Land of Missing Children: The Rape Trade

969

Teenage girls are victims of one of the fastest growing industries in the world – sex traffic. India’s north east is famed for its tea estates and Himalayan views. It’s the ancient crossroad of trading routes between Bhutan, Nepal, India and Bangladesh, and the town of Siliguri has always been at the heart of international trade. According to the UN’s figures, about 30,000 children are trafficked into Calcutta and a lot of them come through Siliguri. Some are local girls abducted from their families. Buruka, a self-help group, is fighting to rescue the children from the slave traders, but the trafficking problem is getting worse mainly because the people don’t understand the problem. The naïve villagers, often illiterate, hand over their girls into marriage or are taken away to work, and they are simply traded in the big cities as prostitutes. In poor families, girls are often seen as a burden that will need a dowry when they marry. It can sometimes make sense to send them away to work but many don’t come back.
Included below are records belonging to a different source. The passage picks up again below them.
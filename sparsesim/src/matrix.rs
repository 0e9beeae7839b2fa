// Copyright (c) Microsoft Corporation.
// Licensed under the MIT License.

//! Dense unitary matrices used as gate payloads.
//!
//! A matrix for a `k`-qubit gate has dimension `2^k`. Row and column indices are read with the
//! first operand of the gate as the most significant bit.

use crate::{error::MatrixError, nearly_zero::NearlyZero};
use ndarray::{s, Array2};
use num_complex::Complex64;
use std::ops::Mul;

/// An immutable square complex matrix whose product with its own conjugate transpose is the
/// identity.
#[derive(Debug, Clone)]
pub struct DenseUnitaryMatrix {
    matrix: Array2<Complex64>,
}

impl DenseUnitaryMatrix {
    /// Builds a matrix from its rows, checking that it is square, of a power-of-two dimension and
    /// unitary.
    /// # Errors
    ///
    /// Returns [`MatrixError::Empty`], [`MatrixError::NotSquare`],
    /// [`MatrixError::NotPowerOfTwo`] or [`MatrixError::NotUnitary`] when the rows do not describe
    /// a gate matrix.
    pub fn new(rows: Vec<Vec<Complex64>>) -> Result<Self, MatrixError> {
        let size = rows.len();
        if size == 0 {
            return Err(MatrixError::Empty);
        }
        if rows.iter().any(|row| row.len() != size) {
            return Err(MatrixError::NotSquare);
        }
        let matrix = Array2::from_shape_vec((size, size), rows.into_iter().flatten().collect())
            .map_err(|_| MatrixError::NotSquare)?;
        Self::from_array(matrix)
    }

    /// Wraps an existing array, checking that it is square, of a power-of-two dimension and
    /// unitary.
    /// # Errors
    ///
    /// Returns [`MatrixError::Empty`], [`MatrixError::NotSquare`],
    /// [`MatrixError::NotPowerOfTwo`] or [`MatrixError::NotUnitary`] when the array is not a gate
    /// matrix.
    pub fn from_array(matrix: Array2<Complex64>) -> Result<Self, MatrixError> {
        if matrix.is_empty() {
            return Err(MatrixError::Empty);
        }
        if !matrix.is_square() {
            return Err(MatrixError::NotSquare);
        }
        if !matrix.nrows().is_power_of_two() {
            return Err(MatrixError::NotPowerOfTwo(matrix.nrows()));
        }
        let result = Self { matrix };
        if !result.is_unitary() {
            return Err(MatrixError::NotUnitary);
        }
        Ok(result)
    }

    /// Wraps an array that is known to be unitary.
    pub(crate) fn new_unchecked(matrix: Array2<Complex64>) -> Self {
        debug_assert!(matrix.is_square());
        Self { matrix }
    }

    #[must_use]
    pub fn identity(size: usize) -> Self {
        Self::new_unchecked(Array2::eye(size))
    }

    /// The dimension of the matrix.
    #[must_use]
    pub fn size(&self) -> usize {
        self.matrix.nrows()
    }

    /// The number of operands of a gate with this matrix, if the dimension is a power of two.
    #[must_use]
    pub fn number_of_qubits(&self) -> Option<usize> {
        self.size()
            .is_power_of_two()
            .then(|| self.size().trailing_zeros() as usize)
    }

    #[must_use]
    pub fn at(&self, row: usize, column: usize) -> Complex64 {
        self.matrix[[row, column]]
    }

    #[must_use]
    pub fn as_array(&self) -> &Array2<Complex64> {
        &self.matrix
    }

    /// The conjugate transpose.
    #[must_use]
    pub fn dagger(&self) -> Self {
        Self::new_unchecked(self.matrix.t().map(Complex64::conj))
    }

    #[must_use]
    pub fn inverse(&self) -> Self {
        self.dagger()
    }

    /// Matrix product.
    /// # Errors
    ///
    /// Returns [`MatrixError::DimensionMismatch`] if the matrices differ in size.
    pub fn checked_mul(&self, other: &Self) -> Result<Self, MatrixError> {
        if self.size() != other.size() {
            return Err(MatrixError::DimensionMismatch {
                left: self.size(),
                right: other.size(),
            });
        }
        Ok(Self::new_unchecked(self.matrix.dot(&other.matrix)))
    }

    /// Raises the matrix to an integer power given as a double. Negative exponents raise the
    /// inverse.
    /// # Errors
    ///
    /// Returns [`MatrixError::NonIntegerExponent`] unless the exponent is within [`EPSILON`](crate::config::EPSILON) of
    /// an integer.
    #[allow(clippy::cast_possible_truncation)]
    pub fn power(&self, exponent: f64) -> Result<Self, MatrixError> {
        let rounded = exponent.round();
        if !exponent.is_finite() || !(exponent - rounded).is_nearly_zero() {
            return Err(MatrixError::NonIntegerExponent(exponent));
        }
        let exponent = rounded as i64;

        let mut base = if exponent < 0 {
            self.inverse()
        } else {
            self.clone()
        };
        let mut remaining = exponent.unsigned_abs();
        let mut result = Self::identity(self.size());
        while remaining > 0 {
            if remaining & 1 == 1 {
                result = Self::new_unchecked(result.matrix.dot(&base.matrix));
            }
            remaining >>= 1;
            if remaining > 0 {
                base = Self::new_unchecked(base.matrix.dot(&base.matrix));
            }
        }
        Ok(result)
    }

    /// Returns the matrix of double dimension that applies this one when a new leading operand
    /// is one and acts as the identity otherwise.
    #[must_use]
    pub fn control(&self) -> Self {
        let size = self.size();
        let mut result = Array2::eye(2 * size);
        result.slice_mut(s![size.., size..]).assign(&self.matrix);
        Self::new_unchecked(result)
    }

    fn is_unitary(&self) -> bool {
        let product = self.matrix.dot(&self.dagger().matrix);
        Self::new_unchecked(product) == Self::identity(self.size())
    }
}

impl Mul for &DenseUnitaryMatrix {
    type Output = DenseUnitaryMatrix;

    /// # Panics
    ///
    /// This function will panic if the matrices differ in size.
    fn mul(self, rhs: Self) -> Self::Output {
        self.checked_mul(rhs).unwrap_or_else(|e| panic!("{e}"))
    }
}

/// Equality within [`EPSILON`](crate::config::EPSILON) on each element.
impl PartialEq for DenseUnitaryMatrix {
    fn eq(&self, other: &Self) -> bool {
        self.size() == other.size()
            && self
                .matrix
                .iter()
                .zip(other.matrix.iter())
                .all(|(a, b)| (a - b).is_nearly_zero())
    }
}
// Copyright (c) Microsoft Corporation.
// Licensed under the MIT License.

use crate::{error::SimulationError, error_model::ErrorModel};
use quantum_sparse_sim::config::ZERO_CYCLE_SIZE;

/// Settings of a simulation run.
#[derive(Debug, Clone, PartialEq)]
pub struct SimulationOptions {
    /// Number of shots to run.
    pub shots: u64,

    /// Seed of the random generator. When absent the generator is seeded from entropy and the run
    /// is not reproducible.
    pub seed: Option<u64>,

    pub error_model: ErrorModel,

    /// Gate applications between two forced purges of negligible amplitudes.
    pub zero_cycle_size: u64,
}

impl Default for SimulationOptions {
    fn default() -> Self {
        Self {
            shots: 1,
            seed: None,
            error_model: ErrorModel::None,
            zero_cycle_size: ZERO_CYCLE_SIZE,
        }
    }
}

impl SimulationOptions {
    #[must_use]
    pub fn with_shots(mut self, shots: u64) -> Self {
        self.shots = shots;
        self
    }

    #[must_use]
    pub fn with_seed(mut self, seed: u64) -> Self {
        self.seed = Some(seed);
        self
    }

    #[must_use]
    pub fn with_error_model(mut self, error_model: ErrorModel) -> Self {
        self.error_model = error_model;
        self
    }

    #[must_use]
    pub fn with_zero_cycle_size(mut self, zero_cycle_size: u64) -> Self {
        self.zero_cycle_size = zero_cycle_size;
        self
    }

    /// Checks the options before a run.
    /// # Errors
    ///
    /// Returns [`SimulationError::InvalidShotCount`] if no shots are requested.
    pub fn validate(&self) -> Result<(), SimulationError> {
        if self.shots == 0 {
            return Err(SimulationError::InvalidShotCount(self.shots));
        }
        Ok(())
    }
}
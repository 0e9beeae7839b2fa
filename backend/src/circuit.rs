// Copyright (c) Microsoft Corporation.
// Licensed under the MIT License.

use crate::{
    error::SimulationError, error_model::ErrorModel, instruction::Instruction,
    result::SimulationIterationContext,
};
use quantum_sparse_sim::{
    config::{MAX_BIT_NUMBER, MAX_QUBIT_NUMBER},
    RandomGenerator, StateError,
};

/// An ordered list of instructions over registers of fixed size.
#[derive(Debug, Clone, PartialEq)]
pub struct Circuit {
    number_of_qubits: usize,
    number_of_bits: usize,
    instructions: Vec<Instruction>,
}

impl Circuit {
    /// Creates an empty circuit.
    /// # Errors
    ///
    /// Returns [`SimulationError::State`] if there are no qubits or either register exceeds its
    /// maximum size.
    pub fn new(number_of_qubits: usize, number_of_bits: usize) -> Result<Self, SimulationError> {
        if number_of_qubits == 0 {
            return Err(StateError::NoQubits.into());
        }
        if number_of_qubits > MAX_QUBIT_NUMBER {
            return Err(StateError::TooManyQubits {
                requested: number_of_qubits,
                max: MAX_QUBIT_NUMBER,
            }
            .into());
        }
        if number_of_bits > MAX_BIT_NUMBER {
            return Err(StateError::TooManyBits {
                requested: number_of_bits,
                max: MAX_BIT_NUMBER,
            }
            .into());
        }
        Ok(Self {
            number_of_qubits,
            number_of_bits,
            instructions: Vec::new(),
        })
    }

    /// Appends an instruction. Operand indices are expected to be in range and are only checked
    /// in debug builds.
    pub fn add_instruction(&mut self, instruction: Instruction) -> &mut Self {
        debug_assert!(
            instruction
                .qubit_indices()
                .iter()
                .all(|&qubit| qubit < self.number_of_qubits),
            "Instruction {instruction:?} uses a qubit outside of a register of {} qubits.",
            self.number_of_qubits
        );
        self.instructions.push(instruction);
        self
    }

    #[must_use]
    pub fn number_of_qubits(&self) -> usize {
        self.number_of_qubits
    }

    #[must_use]
    pub fn number_of_bits(&self) -> usize {
        self.number_of_bits
    }

    #[must_use]
    pub fn instructions(&self) -> &[Instruction] {
        &self.instructions
    }

    /// Runs one shot from the ground state, consulting `error_model` before every instruction.
    /// # Errors
    ///
    /// Returns a [`SimulationError`] if the shot's registers cannot be created.
    pub fn execute(
        &self,
        error_model: &ErrorModel,
        rng: &mut RandomGenerator,
        zero_cycle_size: u64,
    ) -> Result<SimulationIterationContext, SimulationError> {
        let mut context = SimulationIterationContext::with_zero_cycle_size(
            self.number_of_qubits,
            self.number_of_bits,
            zero_cycle_size,
        )?;
        for instruction in &self.instructions {
            error_model.add_error(&mut context.state, rng);
            instruction.execute(&mut context, rng);
        }
        Ok(context)
    }
}
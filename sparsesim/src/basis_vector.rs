// Copyright (c) Microsoft Corporation.
// Licensed under the MIT License.

use crate::{config::MAX_QUBIT_NUMBER, error::StateError};
use std::{fmt, str::FromStr};

/// A bit pattern naming one term of a superposition, where bit `i` holds the value of qubit `i`.
#[derive(Debug, Default, Clone, Copy, PartialEq, Eq, PartialOrd, Ord, Hash)]
pub struct BasisVector(u64);

impl BasisVector {
    #[must_use]
    pub const fn new(value: u64) -> Self {
        Self(value)
    }

    #[must_use]
    pub const fn value(self) -> u64 {
        self.0
    }

    /// Returns the value of qubit `index` in this pattern.
    #[must_use]
    pub fn test(self, index: usize) -> bool {
        debug_assert!(index < MAX_QUBIT_NUMBER, "index out of bounds");
        (self.0 >> index) & 1 == 1
    }

    pub fn set(&mut self, index: usize, value: bool) {
        debug_assert!(index < MAX_QUBIT_NUMBER, "index out of bounds");
        if value {
            self.0 |= 1 << index;
        } else {
            self.0 &= !(1 << index);
        }
    }

    /// Returns a copy with qubit `index` set to `value`.
    #[must_use]
    pub fn with(mut self, index: usize, value: bool) -> Self {
        self.set(index, value);
        self
    }

    /// Whether every bit above the first `number_of_qubits` is clear.
    #[must_use]
    pub fn fits(self, number_of_qubits: usize) -> bool {
        number_of_qubits >= MAX_QUBIT_NUMBER || self.0 >> number_of_qubits == 0
    }

    /// Renders the lowest `number_of_qubits` bits, most significant qubit first.
    #[must_use]
    pub fn to_substring(self, number_of_qubits: usize) -> String {
        (0..number_of_qubits)
            .rev()
            .map(|index| if self.test(index) { '1' } else { '0' })
            .collect()
    }

    /// Parses a pattern written most significant qubit first and checks that it has no more
    /// characters than the register has qubits.
    /// # Errors
    ///
    /// Returns [`StateError::InvalidBasisVector`] for anything but a non-empty string of `0` and
    /// `1`, and [`StateError::BasisVectorOutOfRange`] if the string is longer than the register.
    pub fn parse_for_register(value: &str, number_of_qubits: usize) -> Result<Self, StateError> {
        let basis_vector = value.parse::<Self>()?;
        if value.len() > number_of_qubits {
            return Err(StateError::BasisVectorOutOfRange {
                value: value.to_string(),
                qubits: number_of_qubits,
            });
        }
        Ok(basis_vector)
    }
}

impl From<u64> for BasisVector {
    fn from(value: u64) -> Self {
        Self(value)
    }
}

impl FromStr for BasisVector {
    type Err = StateError;

    fn from_str(s: &str) -> Result<Self, Self::Err> {
        if s.is_empty() || s.len() > MAX_QUBIT_NUMBER {
            return Err(StateError::InvalidBasisVector(s.to_string()));
        }
        s.chars().try_fold(Self::default(), |acc, c| match c {
            '0' => Ok(Self(acc.0 << 1)),
            '1' => Ok(Self((acc.0 << 1) | 1)),
            _ => Err(StateError::InvalidBasisVector(s.to_string())),
        })
    }
}

impl fmt::Display for BasisVector {
    fn fmt(&self, f: &mut fmt::Formatter<'_>) -> fmt::Result {
        write!(f, "{:b}", self.0)
    }
}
The poor are easy prey for the traffickers, and the victims and their parents suffer an unending agony. It’s not just local children at risk. The trade is international. Worldwide traffickers add three million women and children to an ocean of sex slaves each year. A quarter of a million are smuggled through South Asia. Siliguri’s border police struggle to stem the tide. Girls are lured into slavery with promises of jobs in the big city, forced, kidnapped and lost to their families. But sometimes a family fights back. Calcutta might look pretty chaotic at the beginning, but it is the center of India’s economic boom and that’s fueling a consumer boom in all kinds of things. Among the products widely sold on the streets of Calcutta’s Red Light District are children.